use sea_orm::entity::prelude::*;

#[derive(Clone, Debug, PartialEq, Eq, DeriveEntityModel)]
#[sea_orm(table_name = "users")]
pub struct Model {
    #[sea_orm(primary_key)]
    pub id: i32,

    #[sea_orm(unique)]
    pub username: String,

    /// Argon2id password hash
    pub password_hash: String,

    /// Random API key (64-char hex string)
    #[sea_orm(unique)]
    pub api_key: String,

    pub dark_theme: bool,

    /// Display labels for the eight episode flags. Empty hides the flag.
    #[sea_orm(default_value = "")]
    pub flag_1: String,
    #[sea_orm(default_value = "")]
    pub flag_2: String,
    #[sea_orm(default_value = "")]
    pub flag_3: String,
    #[sea_orm(default_value = "")]
    pub flag_4: String,
    #[sea_orm(default_value = "")]
    pub flag_5: String,
    #[sea_orm(default_value = "")]
    pub flag_6: String,
    #[sea_orm(default_value = "")]
    pub flag_7: String,
    #[sea_orm(default_value = "")]
    pub flag_8: String,

    pub created_at: String,

    pub updated_at: String,
}

#[derive(Copy, Clone, Debug, EnumIter, DeriveRelation)]
pub enum Relation {
    #[sea_orm(has_many = "super::user_episode_flags::Entity")]
    UserEpisodeFlags,
}

impl Related<super::user_episode_flags::Entity> for Entity {
    fn to() -> RelationDef {
        Relation::UserEpisodeFlags.def()
    }
}

impl ActiveModelBehavior for ActiveModel {}
//! Domain service for the show library.
//!
//! Shows are copied from the metadata provider into the local database, then
//! read back with each user's episode flags attached.

use crate::domain::{ShowId, UserId};
use crate::models::show::{ShowDetail, ShowSearchResults, ShowSummary};
use thiserror::Error;

/// Domain errors for show operations.
#[derive(Debug, Error)]
pub enum ShowError {
    #[error("Show {0} not found")]
    NotFound(ShowId),

    #[error("Show {0} not found at the metadata provider")]
    ProviderNotFound(i32),

    #[error("Show {0} is already in the library")]
    AlreadyExists(i32),

    #[error("Validation error: {0}")]
    Validation(String),

    #[error("External API error: {service} - {message}")]
    ExternalApi { service: String, message: String },

    #[error("Database error: {0}")]
    Database(String),
}

impl From<sea_orm::DbErr> for ShowError {
    fn from(err: sea_orm::DbErr) -> Self {
        Self::Database(err.to_string())
    }
}

impl From<anyhow::Error> for ShowError {
    fn from(err: anyhow::Error) -> Self {
        Self::Database(err.to_string())
    }
}

impl ShowError {
    pub(crate) fn provider(err: &anyhow::Error) -> Self {
        Self::ExternalApi {
            service: "TMDB".to_string(),
            message: format!("{err:#}"),
        }
    }
}

#[async_trait::async_trait]
pub trait ShowService: Send + Sync {
    /// All shows in the library, ordered by name.
    async fn list_shows(&self) -> Result<Vec<ShowSummary>, ShowError>;

    /// A show with every episode annotated with the user's flags.
    ///
    /// # Errors
    ///
    /// Returns [`ShowError::NotFound`] if the show is not in the library.
    async fn get_show(&self, id: ShowId, user_id: UserId) -> Result<ShowDetail, ShowError>;

    async fn search(&self, query: &str) -> Result<ShowSearchResults, ShowError>;

    /// Copies a show and all of its seasons from the provider.
    ///
    /// # Errors
    ///
    /// - Returns [`ShowError::AlreadyExists`] if the show was added before
    /// - Returns [`ShowError::ProviderNotFound`] if the provider does not know it
    async fn add_from_provider(&self, tmdb_id: i32) -> Result<ShowId, ShowError>;

    /// Re-fetches show metadata and episodes, then returns the fresh detail.
    async fn refresh(&self, id: ShowId, user_id: UserId) -> Result<ShowDetail, ShowError>;
}
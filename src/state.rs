use std::sync::Arc;
use tokio::sync::RwLock;

use crate::clients::MetadataProvider;
use crate::clients::tmdb::TmdbClient;
use crate::config::Config;
use crate::db::Store;
use crate::services::{
    AuthService, FlagStore, SeaOrmAuthService, SeaOrmSettingsService, SeaOrmShowService,
    SeasonFlagMutator, SettingsService, ShowService,
};

/// Everything request handlers and CLI commands share, built once at startup.
#[derive(Clone)]
pub struct SharedState {
    pub config: Arc<RwLock<Config>>,

    pub store: Store,

    pub flag_store: Arc<FlagStore>,

    pub season_flags: Arc<SeasonFlagMutator>,

    pub provider: Arc<dyn MetadataProvider>,

    pub show_service: Arc<dyn ShowService>,

    pub auth_service: Arc<dyn AuthService>,

    pub settings_service: Arc<dyn SettingsService>,
}

impl SharedState {
    pub async fn new(config: Config) -> anyhow::Result<Self> {
        let provider: Arc<dyn MetadataProvider> = Arc::new(TmdbClient::new(&config.tmdb)?);
        Self::with_provider(config, provider).await
    }

    /// Builds the state around a caller-supplied metadata provider.
    pub async fn with_provider(
        config: Config,
        provider: Arc<dyn MetadataProvider>,
    ) -> anyhow::Result<Self> {
        let store = Store::with_pool_options(
            &config.general.database_path,
            config.general.max_db_connections,
            config.general.min_db_connections,
        )
        .await?;

        let flag_store = Arc::new(FlagStore::new(store.conn.clone()));
        let season_flags = Arc::new(SeasonFlagMutator::new(store.clone(), flag_store.clone()));

        let show_service: Arc<dyn ShowService> = Arc::new(SeaOrmShowService::new(
            store.clone(),
            provider.clone(),
            &config.tmdb,
        ));
        let auth_service: Arc<dyn AuthService> = Arc::new(SeaOrmAuthService::new(store.clone()));
        let settings_service: Arc<dyn SettingsService> =
            Arc::new(SeaOrmSettingsService::new(store.clone()));

        Ok(Self {
            config: Arc::new(RwLock::new(config)),
            store,
            flag_store,
            season_flags,
            provider,
            show_service,
            auth_service,
            settings_service,
        })
    }
}
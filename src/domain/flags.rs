//! The fixed eight-slot flag model.
//!
//! Every episode carries up to [`FLAG_COUNT`] independent booleans per user.
//! Slots are named `flag_1` to `flag_8` on the wire and in the database; their
//! meaning is whatever label the user gave them in [`FlagLabels`].

use regex::Regex;
use serde::de::{self, Deserializer};
use serde::ser::{SerializeMap, Serializer};
use serde::{Deserialize, Serialize};
use std::fmt;
use std::str::FromStr;
use std::sync::LazyLock;
use thiserror::Error;

pub const FLAG_COUNT: usize = 8;

static FLAG_KEY_PATTERN: LazyLock<Regex> =
    LazyLock::new(|| Regex::new(r"^flag_([1-8])$").expect("flag key pattern is valid"));

#[derive(Debug, Clone, PartialEq, Eq, Error)]
#[error("Invalid flag key '{0}': expected flag_1 through flag_8")]
pub struct FlagKeyError(pub String);

/// One of the eight flag slots, stored as its 1-based index.
#[derive(Debug, Clone, Copy, PartialEq, Eq, PartialOrd, Ord, Hash)]
pub struct FlagKey(u8);

impl FlagKey {
    /// Builds a key from its 1-based index.
    #[must_use]
    pub const fn new(index: u8) -> Option<Self> {
        if index >= 1 && index as usize <= FLAG_COUNT {
            Some(Self(index))
        } else {
            None
        }
    }

    #[must_use]
    pub const fn index(&self) -> u8 {
        self.0
    }

    /// Zero-based position inside a [`FlagSet`] or [`FlagLabels`].
    #[must_use]
    pub const fn slot(&self) -> usize {
        self.0 as usize - 1
    }

    #[must_use]
    pub fn as_str(&self) -> &'static str {
        const NAMES: [&str; FLAG_COUNT] = [
            "flag_1", "flag_2", "flag_3", "flag_4", "flag_5", "flag_6", "flag_7", "flag_8",
        ];
        NAMES[self.slot()]
    }

    pub fn all() -> impl Iterator<Item = Self> {
        (1..=FLAG_COUNT as u8).map(Self)
    }
}

impl FromStr for FlagKey {
    type Err = FlagKeyError;

    fn from_str(s: &str) -> Result<Self, Self::Err> {
        let index = FLAG_KEY_PATTERN
            .captures(s)
            .and_then(|caps| caps.get(1))
            .and_then(|m| m.as_str().parse::<u8>().ok())
            .ok_or_else(|| FlagKeyError(s.to_string()))?;

        Ok(Self(index))
    }
}

impl fmt::Display for FlagKey {
    fn fmt(&self, f: &mut fmt::Formatter<'_>) -> fmt::Result {
        f.write_str(self.as_str())
    }
}

impl Serialize for FlagKey {
    fn serialize<S: Serializer>(&self, serializer: S) -> Result<S::Ok, S::Error> {
        serializer.serialize_str(self.as_str())
    }
}

impl<'de> Deserialize<'de> for FlagKey {
    fn deserialize<D: Deserializer<'de>>(deserializer: D) -> Result<Self, D::Error> {
        let raw = String::deserialize(deserializer)?;
        raw.parse().map_err(de::Error::custom)
    }
}

/// Per-episode flag values. `None` means the flag was never written.
///
/// Serializes flattened as `flag_1` .. `flag_8`; unset slots are sent as
/// `null`, the same as a missing record on a left join.
#[derive(Debug, Clone, Copy, PartialEq, Eq, Default)]
pub struct FlagSet([Option<bool>; FLAG_COUNT]);

impl FlagSet {
    #[must_use]
    pub const fn from_slots(slots: [Option<bool>; FLAG_COUNT]) -> Self {
        Self(slots)
    }

    #[must_use]
    pub const fn get(&self, key: FlagKey) -> Option<bool> {
        self.0[key.slot()]
    }

    /// Unset flags read as false.
    #[must_use]
    pub fn is_set(&self, key: FlagKey) -> bool {
        self.get(key).unwrap_or(false)
    }

    pub fn set(&mut self, key: FlagKey, value: Option<bool>) {
        self.0[key.slot()] = value;
    }

    #[must_use]
    pub const fn slots(&self) -> &[Option<bool>; FLAG_COUNT] {
        &self.0
    }

    /// Reads every unwritten slot as `false`, which is what a missing
    /// record means.
    #[must_use]
    pub fn unset_as_false(self) -> Self {
        Self(self.0.map(|v| Some(v.unwrap_or(false))))
    }
}

impl Serialize for FlagSet {
    fn serialize<S: Serializer>(&self, serializer: S) -> Result<S::Ok, S::Error> {
        let mut map = serializer.serialize_map(Some(FLAG_COUNT))?;
        for key in FlagKey::all() {
            map.serialize_entry(key.as_str(), &self.get(key))?;
        }
        map.end()
    }
}

#[derive(Deserialize)]
struct RawFlagSet {
    #[serde(default)]
    flag_1: Option<bool>,
    #[serde(default)]
    flag_2: Option<bool>,
    #[serde(default)]
    flag_3: Option<bool>,
    #[serde(default)]
    flag_4: Option<bool>,
    #[serde(default)]
    flag_5: Option<bool>,
    #[serde(default)]
    flag_6: Option<bool>,
    #[serde(default)]
    flag_7: Option<bool>,
    #[serde(default)]
    flag_8: Option<bool>,
}

impl<'de> Deserialize<'de> for FlagSet {
    fn deserialize<D: Deserializer<'de>>(deserializer: D) -> Result<Self, D::Error> {
        let raw = RawFlagSet::deserialize(deserializer)?;
        Ok(Self([
            raw.flag_1, raw.flag_2, raw.flag_3, raw.flag_4, raw.flag_5, raw.flag_6, raw.flag_7,
            raw.flag_8,
        ]))
    }
}

/// User-defined display labels, one per flag slot. Empty means hidden.
#[derive(Debug, Clone, PartialEq, Eq, Default)]
pub struct FlagLabels([String; FLAG_COUNT]);

impl FlagLabels {
    #[must_use]
    pub const fn new(labels: [String; FLAG_COUNT]) -> Self {
        Self(labels)
    }

    #[must_use]
    pub fn get(&self, key: FlagKey) -> &str {
        &self.0[key.slot()]
    }

    /// Label to show in messages, falling back to the raw key when unlabelled.
    #[must_use]
    pub fn display(&self, key: FlagKey) -> &str {
        let label = self.get(key);
        if label.is_empty() { key.as_str() } else { label }
    }

    #[must_use]
    pub fn is_visible(&self, key: FlagKey) -> bool {
        !self.get(key).is_empty()
    }

    /// Keys that carry a label, in slot order.
    pub fn visible(&self) -> impl Iterator<Item = (FlagKey, &str)> {
        FlagKey::all()
            .filter(|key| self.is_visible(*key))
            .map(|key| (key, self.get(key)))
    }

    #[must_use]
    pub fn into_inner(self) -> [String; FLAG_COUNT] {
        self.0
    }
}

impl Serialize for FlagLabels {
    fn serialize<S: Serializer>(&self, serializer: S) -> Result<S::Ok, S::Error> {
        let mut map = serializer.serialize_map(Some(FLAG_COUNT))?;
        for key in FlagKey::all() {
            map.serialize_entry(key.as_str(), self.get(key))?;
        }
        map.end()
    }
}

#[derive(Deserialize)]
struct RawFlagLabels {
    flag_1: String,
    flag_2: String,
    flag_3: String,
    flag_4: String,
    flag_5: String,
    flag_6: String,
    flag_7: String,
    flag_8: String,
}

impl<'de> Deserialize<'de> for FlagLabels {
    fn deserialize<D: Deserializer<'de>>(deserializer: D) -> Result<Self, D::Error> {
        let raw = RawFlagLabels::deserialize(deserializer)?;
        Ok(Self([
            raw.flag_1, raw.flag_2, raw.flag_3, raw.flag_4, raw.flag_5, raw.flag_6, raw.flag_7,
            raw.flag_8,
        ]))
    }
}

#[cfg(test)]
mod tests {
    use super::*;

    fn key(n: u8) -> FlagKey {
        FlagKey::new(n).unwrap()
    }

    #[test]
    fn parses_only_the_eight_slot_names() {
        assert_eq!("flag_1".parse::<FlagKey>().unwrap().index(), 1);
        assert_eq!("flag_8".parse::<FlagKey>().unwrap().index(), 8);
        assert!("flag_0".parse::<FlagKey>().is_err());
        assert!("flag_9".parse::<FlagKey>().is_err());
        assert!("flag_10".parse::<FlagKey>().is_err());
        assert!("Flag_1".parse::<FlagKey>().is_err());
        assert!(" flag_1".parse::<FlagKey>().is_err());
        assert!("flag_1; DROP TABLE users".parse::<FlagKey>().is_err());
        assert!("name".parse::<FlagKey>().is_err());
    }

    #[test]
    fn key_round_trips_through_display() {
        for k in FlagKey::all() {
            assert_eq!(k.to_string().parse::<FlagKey>().unwrap(), k);
        }
        assert_eq!(FlagKey::all().count(), FLAG_COUNT);
        assert!(FlagKey::new(0).is_none());
        assert!(FlagKey::new(9).is_none());
    }

    #[test]
    fn flag_set_sends_null_for_unset_slots() {
        let mut flags = FlagSet::default();
        flags.set(key(2), Some(true));
        flags.set(key(5), Some(false));

        let json = serde_json::to_value(flags).unwrap();
        assert_eq!(
            json,
            serde_json::json!({
                "flag_1": null, "flag_2": true, "flag_3": null, "flag_4": null,
                "flag_5": false, "flag_6": null, "flag_7": null, "flag_8": null,
            })
        );

        let back: FlagSet = serde_json::from_value(json).unwrap();
        assert_eq!(back, flags);
        assert!(!back.is_set(key(1)));
        assert_eq!(back.get(key(1)), None);
    }

    #[test]
    fn unset_slots_read_as_false() {
        let mut flags = FlagSet::default();
        flags.set(key(3), Some(true));

        let resolved = flags.unset_as_false();
        assert_eq!(resolved.get(key(3)), Some(true));
        assert_eq!(resolved.get(key(1)), Some(false));
        assert!(resolved.slots().iter().all(Option::is_some));
    }

    #[test]
    fn flag_set_treats_null_as_unset() {
        let flags: FlagSet =
            serde_json::from_value(serde_json::json!({ "flag_1": null, "flag_3": true })).unwrap();
        assert_eq!(flags.get(key(1)), None);
        assert_eq!(flags.get(key(3)), Some(true));
    }

    #[test]
    fn labels_require_all_eight_fields() {
        let partial = serde_json::json!({ "flag_1": "Watched" });
        assert!(serde_json::from_value::<FlagLabels>(partial).is_err());

        let full = serde_json::json!({
            "flag_1": "Watched", "flag_2": "", "flag_3": "", "flag_4": "",
            "flag_5": "", "flag_6": "", "flag_7": "", "flag_8": "Downloaded",
        });
        let labels: FlagLabels = serde_json::from_value(full).unwrap();
        assert_eq!(labels.display(key(1)), "Watched");
        assert_eq!(labels.display(key(2)), "flag_2");

        let visible: Vec<_> = labels.visible().map(|(k, _)| k.index()).collect();
        assert_eq!(visible, vec![1, 8]);
    }
}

Task directions: Only the lines above from the one with "impl ActiveModelBehavior for" up to and including the one with "ordered by name." should be repeated, exactly as written.

Answer space:
impl ActiveModelBehavior for ActiveModel {}
//! Domain service for the show library.
//!
//! Shows are copied from the metadata provider into the local database, then
//! read back with each user's episode flags attached.

use crate::domain::{ShowId, UserId};
use crate::models::show::{ShowDetail, ShowSearchResults, ShowSummary};
use thiserror::Error;

/// Domain errors for show operations.
#[derive(Debug, Error)]
pub enum ShowError {
    #[error("Show {0} not found")]
    NotFound(ShowId),

    #[error("Show {0} not found at the metadata provider")]
    ProviderNotFound(i32),

    #[error("Show {0} is already in the library")]
    AlreadyExists(i32),

    #[error("Validation error: {0}")]
    Validation(String),

    #[error("External API error: {service} - {message}")]
    ExternalApi { service: String, message: String },

    #[error("Database error: {0}")]
    Database(String),
}

impl From<sea_orm::DbErr> for ShowError {
    fn from(err: sea_orm::DbErr) -> Self {
        Self::Database(err.to_string())
    }
}

impl From<anyhow::Error> for ShowError {
    fn from(err: anyhow::Error) -> Self {
        Self::Database(err.to_string())
    }
}

impl ShowError {
    pub(crate) fn provider(err: &anyhow::Error) -> Self {
        Self::ExternalApi {
            service: "TMDB".to_string(),
            message: format!("{err:#}"),
        }
    }
}

#[async_trait::async_trait]
pub trait ShowService: Send + Sync {
    /// All shows in the library, ordered by name.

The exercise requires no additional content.